Workers’ Compensation: An Employer’s Subrogation Rights Within The Context Of A Third Party Settlement

In workers’ compensation cases an injured employee will frequently have a cause of action not only against his employer but also against the third party tortfeasor who contributed to his work injury. If an employee receives a settlement from the third party tortfeasor the employer is entitled to pursue it’s subrogation rights against the employee’s third party recovery. “As provided in Section §319 [of the Pennsylvania Workers’ Compensation Act], an employer who pays workers’ compensation is subrogated to the right of the employee against a third party tortfeasor.” P&R Welding and Fabricating and The Donegal Mutual Insurance Co. v. WCAB (Pergolia), 664 A.2d 657, 661 (Pa. Cmwlth. 1995).

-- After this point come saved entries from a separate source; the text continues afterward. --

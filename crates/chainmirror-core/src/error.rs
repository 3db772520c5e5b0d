//! Error types shared by the indexer, the store, and the query side.

use thiserror::Error;

/// Errors that can occur anywhere in the mirror.
#[derive(Debug, Error)]
pub enum MirrorError {
    /// Request parameters could not be understood.
    #[error("invalid params: {0}")]
    InvalidParams(String),

    /// A block number or tag was not `earliest`/`latest`/`pending` or `0x…` hex.
    #[error("invalid block specifier: {0}")]
    InvalidBlockSpec(String),

    /// The operation exists on the Ethereum API but is not served here.
    #[error("unsupported method: {0}")]
    Unsupported(String),

    #[error("storage error: {0}")]
    Storage(String),

    #[error("source error: {0}")]
    Source(String),

    /// A stored or wire value could not be converted to an integer/digest.
    #[error("codec error: {0}")]
    Codec(String),

    #[error("{0}")]
    Other(String),
}

impl MirrorError {
    /// Returns `true` for errors caused by the caller's input.
    ///
    /// These are raised before any store access.
    pub fn is_malformed_input(&self) -> bool {
        matches!(self, Self::InvalidParams(_) | Self::InvalidBlockSpec(_))
    }

    /// Returns `true` for store failures; fatal to the indexer.
    pub fn is_storage(&self) -> bool {
        matches!(self, Self::Storage(_))
    }
}

#[cfg(test)]
mod tests {
    use super::*;

    #[test]
    fn classifies_input_errors() {
        assert!(MirrorError::InvalidBlockSpec("0xzz".into()).is_malformed_input());
        assert!(MirrorError::InvalidParams("bad".into()).is_malformed_input());
        assert!(!MirrorError::Storage("down".into()).is_malformed_input());
        assert!(MirrorError::Storage("down".into()).is_storage());
    }
}
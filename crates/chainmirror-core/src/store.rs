//! The `Store` trait — the relational projection shared by the indexer and
//! the query side.
//!
//! Implementations: `MemoryStore` and `PostgresStore` in
//! `chainmirror-storage`.

use alloy_primitives::{Address, B256};
use async_trait::async_trait;
use tokio::sync::broadcast;

use crate::error::MirrorError;
use crate::filter::{FilterRecord, NewFilter};
use crate::topics::Predicate;
use crate::types::{Block, BlockBundle, LogEntry, Transaction};

/// Channel the store publishes committed block numbers on.
pub const NEW_BLOCK_CHANNEL: &str = "chainmirror_new_block";

/// Which blocks a log query covers. Exactly one form applies.
#[derive(Debug, Clone, PartialEq, Eq)]
pub enum BlockPredicate {
    /// Inclusive height range.
    Range { from: u64, to: u64 },
    /// One block, by hash.
    Hash(B256),
}

impl BlockPredicate {
    pub fn matches(&self, number: u64, hash: &B256) -> bool {
        match self {
            Self::Range { from, to } => (*from..=*to).contains(&number),
            Self::Hash(h) => h == hash,
        }
    }
}

/// A fully resolved log query.
#[derive(Debug, Clone, PartialEq, Eq)]
pub struct LogQuery {
    pub block: BlockPredicate,
    /// Sender must be one of these; empty means any.
    pub addresses: Vec<Address>,
    pub topics: Predicate,
    /// Only events with a larger id (filter cursor).
    pub after_event: Option<u64>,
    /// Upper bound on returned rows.
    pub limit: Option<usize>,
}

impl LogQuery {
    /// Evaluate the query against one entry, ignoring `limit`.
    pub fn matches_entry(&self, entry: &LogEntry) -> bool {
        self.block.matches(entry.block_number, &entry.block_hash)
            && (self.addresses.is_empty() || self.addresses.contains(&entry.address))
            && self.after_event.map_or(true, |after| entry.event_id > after)
            && self.topics.matches(&entry.topics)
    }
}

/// Durable store for blocks, transactions, events and filters.
///
/// Readers never observe a partially written block: `insert_block` is one
/// transaction.
#[async_trait]
pub trait Store: Send + Sync + 'static {
    // ── ingestion ────────────────────────────────────────────────────────────

    /// Highest recorded block number, `None` if empty.
    async fn latest_block_number(&self) -> Result<Option<u64>, MirrorError>;

    /// Highest event id, `None` if no event was recorded.
    async fn latest_event_id(&self) -> Result<Option<u64>, MirrorError>;

    /// Persist a block with its transactions and events atomically, then
    /// publish its number on the new-block channel.
    async fn insert_block(&self, bundle: &BlockBundle) -> Result<(), MirrorError>;

    // ── block / transaction lookups ──────────────────────────────────────────

    async fn block_by_number(&self, number: u64) -> Result<Option<Block>, MirrorError>;

    async fn block_by_hash(&self, hash: B256) -> Result<Option<Block>, MirrorError>;

    /// Transactions of a block ordered by index.
    async fn transactions_in_block(&self, number: u64) -> Result<Vec<Transaction>, MirrorError>;

    /// Number of transactions, `None` if the block is unknown.
    async fn transaction_count(&self, number: u64) -> Result<Option<u64>, MirrorError>;

    async fn transaction_by_hash(&self, hash: B256) -> Result<Option<Transaction>, MirrorError>;

    async fn transaction_by_location(
        &self,
        block_number: u64,
        tx_index: u32,
    ) -> Result<Option<Transaction>, MirrorError>;

    // ── queries ──────────────────────────────────────────────────────────────

    /// Matching events ordered by event id.
    async fn query_logs(&self, query: &LogQuery) -> Result<Vec<LogEntry>, MirrorError>;

    /// `(number, hash)` of blocks after `after` (all blocks when `None`),
    /// ascending.
    async fn block_hashes_after(
        &self,
        after: Option<u64>,
        limit: Option<usize>,
    ) -> Result<Vec<(u64, B256)>, MirrorError>;

    // ── filters ──────────────────────────────────────────────────────────────

    /// Record a filter; returns the allocated id (never 0).
    async fn create_filter(&self, filter: NewFilter) -> Result<u64, MirrorError>;

    async fn get_filter(&self, id: u64) -> Result<Option<FilterRecord>, MirrorError>;

    /// Move the cursor from `expected` to `next` only if it still equals
    /// `expected`. Returns `false` when another poller advanced it first or
    /// the filter is gone.
    async fn advance_filter(
        &self,
        id: u64,
        expected: Option<u64>,
        next: u64,
    ) -> Result<bool, MirrorError>;

    /// Returns whether a filter existed.
    async fn delete_filter(&self, id: u64) -> Result<bool, MirrorError>;

    /// Stamp a poll at `at` (unix seconds). Returns whether the filter exists.
    async fn touch_filter(&self, id: u64, at: i64) -> Result<bool, MirrorError>;

    /// Remove filters whose last poll is at or before `cutoff` (unix
    /// seconds). Returns the removed ids.
    async fn expire_filters(&self, cutoff: i64) -> Result<Vec<u64>, MirrorError>;

    // ── notifications ────────────────────────────────────────────────────────

    /// Subscribe to committed block numbers. Best effort: messages may be
    /// missed, consumers must also poll.
    fn subscribe_blocks(&self) -> broadcast::Receiver<u64>;
}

The case Fortwangler v. WCAB (Quest Diagnostics), 113 A.3d 28, 33 (Pa. Cmwlth. 2015) is especially helpful in explaining both the concept of subrogation and an employer’s subrogation rights under Section §319 of the Act. The purpose “. . . behind the right to subrogation is threefold ‘to prevent double recovery for the same injury by the Claimant, to ensure that the employer is not compelled to make compensation payments made necessary by the negligence of the third party and to prevent a third party from escaping liability for his negligence.”Fortwangler, 113 A.3d at 33 (Pa. Cmwlth. 2015). Fortwangler emphasizes that “there are two aspects to an employer’s subrogation rights: the compensation previously paid to a claimant by an employer is the accrued lien or ‘past’ aspect and the credit towards the compensation payable is the “future” aspect to be paid subsequently upon settlement of the accrued lien.” 113 A.3d at 33. “Calculation of an employer’s future subrogation rights is dependent upon the amount of the Claimant’s recovery from the third-party settlement and the amount of compensation previously paid to a Claimant by the employer.” Id.

Of significance is that under Section §319 of the Pennsylvania Worker’s Compensation Act (hereinafter “Act”) “an employer’s right to subrogation is automatic and absolute.” Id. Therefore, “Section §319 does not contain a time limitation for filing a subrogation claim.” DeVore v. WCAB (Sun Oil Co.), 645 A.2d 917, 920 (Pa. Cmwlth. 1994). See also Superior Lawn Care and State Workers’ Insurance Fund v. WCAB (Hoffer), 878 A.2d 936 (Pa. Cmwlth. 2005). It is also important to remember that even if an employee’s third party recovery is less than the employer’s lien that does not prohibit the employer from pursuing its subrogation rights. P&R Welding and Fabricating and The Donegal Mutual Insurance Co. v. WCAB (Pergolia), 664 A.2d 657, 661 (Pa. Cmwlth. 1995).

Nevertheless, an employer’s right to subrogation is subject to exceptions which can ultimately prevent it from realizing it’s subrogation rights. First, “an employer can agree to waive its past and future subrogation rights.”Fortwangler, 113 A.3d at 34. See also Gorman v. WCAB (Kirkwood Construction), 952 A.2d 748, 752 (Pa. Cmwlth. 2008). The language of “full satisfaction” can be reasonably interpreted to constitute the waiver of future subrogation rights. Fortwangler, 113 A.3d at 34. The principles of accord and satisfaction or estoppel can also result in the employer forfeiting his future subrogation rights. See Goodway Marketing Inc. v. Faulkner Advertising Associates,(1982 U.S. Dist. LEXIS 14084) and Bayush v. WCAB (Conemaugh Township), 534 A.2d 853 (Pa. Cmwlth. 1987) respectively. Finally, “subrogation may be considered inappropriate in the face of deliberate bad faith conduct by the employer.” Stout v. WCAB (Pennsbury Excavating, Inc.), 948 A.2d 926, 929 (Pa. Cmwlth. 2008). See also Superior Lawn Care and State Workers’ Insurance Fund v. WCAB (Hoffer), 878 A.2d 936 (Pa. Cmwlth. 2005).

As stated , an employer’s subrogation rights are subject to negotiation. In other words, the third party plaintiff’s attorney oftentimes deals with a subrogation adjuster for the workers’ compensation carrier. How the third party attorney deals with the subrogation adjuster will have a significant impact on both the amount of money the Plaintiff receives in the third party recovery and his future workers’ compensation benefits.

Ultimately, in the interest of protecting an injured employee’s future compensation rights, it is highly advisable to either engage the services of an attorney who handles both third party and workers’ compensation cases or have the third party attorney and the workers’compensation attorney consult extensively with one another.